Activity |
Would you please set down the lines of the data from the one containing "pub const EVENT_FAILED: &str" to the final line, exactly and only those?

Records excerpted from a collection:
------------

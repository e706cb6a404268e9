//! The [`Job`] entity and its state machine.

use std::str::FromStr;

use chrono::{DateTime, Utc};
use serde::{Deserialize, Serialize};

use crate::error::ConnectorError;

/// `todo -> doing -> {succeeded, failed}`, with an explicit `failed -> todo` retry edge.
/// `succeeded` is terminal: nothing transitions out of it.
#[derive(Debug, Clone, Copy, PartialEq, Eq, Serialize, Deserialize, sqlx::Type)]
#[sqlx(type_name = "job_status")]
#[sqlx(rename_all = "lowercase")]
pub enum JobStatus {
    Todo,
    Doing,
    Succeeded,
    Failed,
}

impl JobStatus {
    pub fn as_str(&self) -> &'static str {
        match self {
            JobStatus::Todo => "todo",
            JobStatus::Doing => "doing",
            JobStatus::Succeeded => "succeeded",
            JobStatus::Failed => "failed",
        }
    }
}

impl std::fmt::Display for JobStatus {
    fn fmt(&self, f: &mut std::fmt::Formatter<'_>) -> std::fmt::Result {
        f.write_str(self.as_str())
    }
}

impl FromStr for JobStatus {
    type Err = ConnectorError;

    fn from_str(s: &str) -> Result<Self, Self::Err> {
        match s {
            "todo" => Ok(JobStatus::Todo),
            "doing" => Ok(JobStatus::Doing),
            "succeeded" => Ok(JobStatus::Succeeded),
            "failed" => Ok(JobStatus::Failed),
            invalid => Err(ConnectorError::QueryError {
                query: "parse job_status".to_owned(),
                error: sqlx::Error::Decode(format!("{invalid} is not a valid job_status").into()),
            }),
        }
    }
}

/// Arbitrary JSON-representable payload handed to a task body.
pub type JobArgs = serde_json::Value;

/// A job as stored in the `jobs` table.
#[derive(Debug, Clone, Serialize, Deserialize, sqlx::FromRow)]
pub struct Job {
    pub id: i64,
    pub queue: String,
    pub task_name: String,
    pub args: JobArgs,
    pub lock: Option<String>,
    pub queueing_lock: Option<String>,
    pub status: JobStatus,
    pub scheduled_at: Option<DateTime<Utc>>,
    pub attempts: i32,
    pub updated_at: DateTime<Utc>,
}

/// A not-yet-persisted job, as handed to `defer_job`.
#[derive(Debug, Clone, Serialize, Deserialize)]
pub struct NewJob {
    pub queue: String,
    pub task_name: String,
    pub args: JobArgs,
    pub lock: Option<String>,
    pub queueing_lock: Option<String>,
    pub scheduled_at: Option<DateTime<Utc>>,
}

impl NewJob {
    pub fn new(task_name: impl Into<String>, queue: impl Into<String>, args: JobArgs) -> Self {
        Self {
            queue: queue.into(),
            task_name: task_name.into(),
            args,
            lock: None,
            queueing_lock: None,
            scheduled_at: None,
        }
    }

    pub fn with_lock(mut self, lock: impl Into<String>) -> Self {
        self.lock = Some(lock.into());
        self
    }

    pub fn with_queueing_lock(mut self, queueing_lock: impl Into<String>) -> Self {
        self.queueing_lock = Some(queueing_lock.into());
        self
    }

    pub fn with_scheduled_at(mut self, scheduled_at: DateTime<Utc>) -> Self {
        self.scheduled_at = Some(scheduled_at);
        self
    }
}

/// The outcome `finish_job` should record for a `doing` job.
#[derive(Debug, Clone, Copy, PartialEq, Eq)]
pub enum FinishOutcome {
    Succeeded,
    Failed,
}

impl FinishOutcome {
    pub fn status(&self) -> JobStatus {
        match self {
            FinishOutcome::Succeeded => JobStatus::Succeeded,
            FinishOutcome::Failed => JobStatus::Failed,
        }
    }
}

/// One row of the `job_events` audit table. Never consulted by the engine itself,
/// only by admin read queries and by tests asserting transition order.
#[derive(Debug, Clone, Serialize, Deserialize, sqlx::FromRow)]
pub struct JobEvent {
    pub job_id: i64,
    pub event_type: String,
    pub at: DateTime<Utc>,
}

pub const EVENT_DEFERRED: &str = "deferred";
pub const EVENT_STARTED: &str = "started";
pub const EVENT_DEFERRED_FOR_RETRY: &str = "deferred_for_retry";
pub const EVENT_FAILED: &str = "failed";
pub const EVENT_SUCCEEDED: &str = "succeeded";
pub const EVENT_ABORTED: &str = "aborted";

------------

Task solution |
pub const EVENT_FAILED: &str = "failed";
pub const EVENT_SUCCEEDED: &str = "succeeded";
pub const EVENT_ABORTED: &str = "aborted";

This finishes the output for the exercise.